Brief = What is needed here is an exact repetition of the records below, beginning at the line that has "Vowel or consonant" and stopping after the line that has "not a continuant".

Given data =
=== Begin Enclosure ===

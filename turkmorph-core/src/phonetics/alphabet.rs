//! Turkish letter classification and consonant alternation tables

/// Phonological classification of one letter
#[derive(Debug, Clone, Copy, PartialEq, Eq, Hash)]
pub struct TurkicLetter {
    /// Lowercase form of the letter
    pub ch: char,
    /// Vowel or consonant
    pub vowel: bool,
    /// Front vowel
    pub frontal: bool,
    /// Rounded vowel
    pub rounded: bool,
    /// Voiceless consonant
    pub voiceless: bool,
    /// Continuant consonant (not a stop)
    pub continuant: bool,
}

impl TurkicLetter {
    const fn vowel(ch: char, frontal: bool, rounded: bool) -> Self {
        Self {
            ch,
            vowel: true,
            frontal,
            rounded,
            voiceless: false,
            continuant: false,
        }
    }

    const fn consonant(ch: char, voiceless: bool, continuant: bool) -> Self {
        Self {
            ch,
            vowel: false,
            frontal: false,
            rounded: false,
            voiceless,
            continuant,
        }
    }

    /// A voiceless consonant that is not a continuant
    pub fn is_voiceless_stop(&self) -> bool {
        !self.vowel && self.voiceless && !self.continuant
    }
}

/// Lowercase a character with the dotted/dotless I distinction
pub fn to_lower(c: char) -> char {
    match c {
        'I' => 'ı',
        'İ' => 'i',
        _ => c.to_lowercase().next().unwrap_or(c),
    }
}

/// Uppercase a character with the dotted/dotless I distinction
pub fn to_upper(c: char) -> char {
    match c {
        'i' => 'İ',
        'ı' => 'I',
        _ => c.to_uppercase().next().unwrap_or(c),
    }
}

/// Lowercase a whole string the Turkish way
pub fn lowercase(s: &str) -> String {
    s.chars().map(to_lower).collect()
}

/// Classify a character; characters outside the alphabet carry no flags
pub fn letter(c: char) -> TurkicLetter {
    let ch = to_lower(c);
    match ch {
        'a' => TurkicLetter::vowel(ch, false, false),
        'e' => TurkicLetter::vowel(ch, true, false),
        'ı' => TurkicLetter::vowel(ch, false, false),
        'i' => TurkicLetter::vowel(ch, true, false),
        'o' => TurkicLetter::vowel(ch, false, true),
        'ö' => TurkicLetter::vowel(ch, true, true),
        'u' => TurkicLetter::vowel(ch, false, true),
        'ü' => TurkicLetter::vowel(ch, true, true),
        'â' => TurkicLetter::vowel(ch, false, false),
        'î' => TurkicLetter::vowel(ch, true, false),
        'û' => TurkicLetter::vowel(ch, false, true),

        'ç' | 'k' | 'p' | 't' => TurkicLetter::consonant(ch, true, false),
        'f' | 'h' | 's' | 'ş' => TurkicLetter::consonant(ch, true, true),
        'ğ' | 'j' | 'l' | 'm' | 'n' | 'r' | 'v' | 'y' | 'z' => {
            TurkicLetter::consonant(ch, false, true)
        }
        'b' | 'c' | 'd' | 'g' => TurkicLetter::consonant(ch, false, false),
        'q' | 'w' | 'x' => TurkicLetter::consonant(ch, false, false),

        _ => TurkicLetter {
            ch,
            vowel: false,
            frontal: false,
            rounded: false,
            voiceless: false,
            continuant: false,
        },
    }
}

/// Whether the character is a Turkish vowel
pub fn is_vowel(c: char) -> bool {
    letter(c).vowel
}

/// Voiced counterpart used when a vowel-initial suffix follows (kitap → kitab)
pub fn voice(c: char) -> Option<char> {
    match to_lower(c) {
        'p' => Some('b'),
        'ç' => Some('c'),
        't' => Some('d'),
        'g' => Some('ğ'),
        'k' => Some('ğ'),
        _ => None,
    }
}

/// Voiceless counterpart used after a voiceless letter (dA → tA)
pub fn devoice(c: char) -> Option<char> {
    match to_lower(c) {
        'b' => Some('p'),
        'c' => Some('ç'),
        'd' => Some('t'),
        'g' => Some('k'),
        _ => None,
    }
}

/// Letters whose voicing could have produced `c`
pub fn inverse_voice(c: char) -> &'static [char] {
    match to_lower(c) {
        'b' => &['p'],
        'c' => &['ç'],
        'd' => &['t'],
        'g' => &['k'],
        'ğ' => &['g', 'k'],
        _ => &[],
    }
}

/// Whether `voice` has an entry for the character
pub fn is_voicable(c: char) -> bool {
    voice(c).is_some()
}

/// Whether `devoice` has an entry for the character
pub fn is_devoicable(c: char) -> bool {
    devoice(c).is_some()
}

=== End Enclosure ===

Solution below =
    /// Vowel or consonant
    pub vowel: bool,
    /// Front vowel
    pub frontal: bool,
    /// Rounded vowel
    pub rounded: bool,
    /// Voiceless consonant
    pub voiceless: bool,
    /// Continuant consonant (not a stop)
    pub continuant: bool,
}

impl TurkicLetter {
    const fn vowel(ch: char, frontal: bool, rounded: bool) -> Self {
        Self {
            ch,
            vowel: true,
            frontal,
            rounded,
            voiceless: false,
            continuant: false,
        }
    }

    const fn consonant(ch: char, voiceless: bool, continuant: bool) -> Self {
        Self {
            ch,
            vowel: false,
            frontal: false,
            rounded: false,
            voiceless,
            continuant,
        }
    }

    /// A voiceless consonant that is not a continuant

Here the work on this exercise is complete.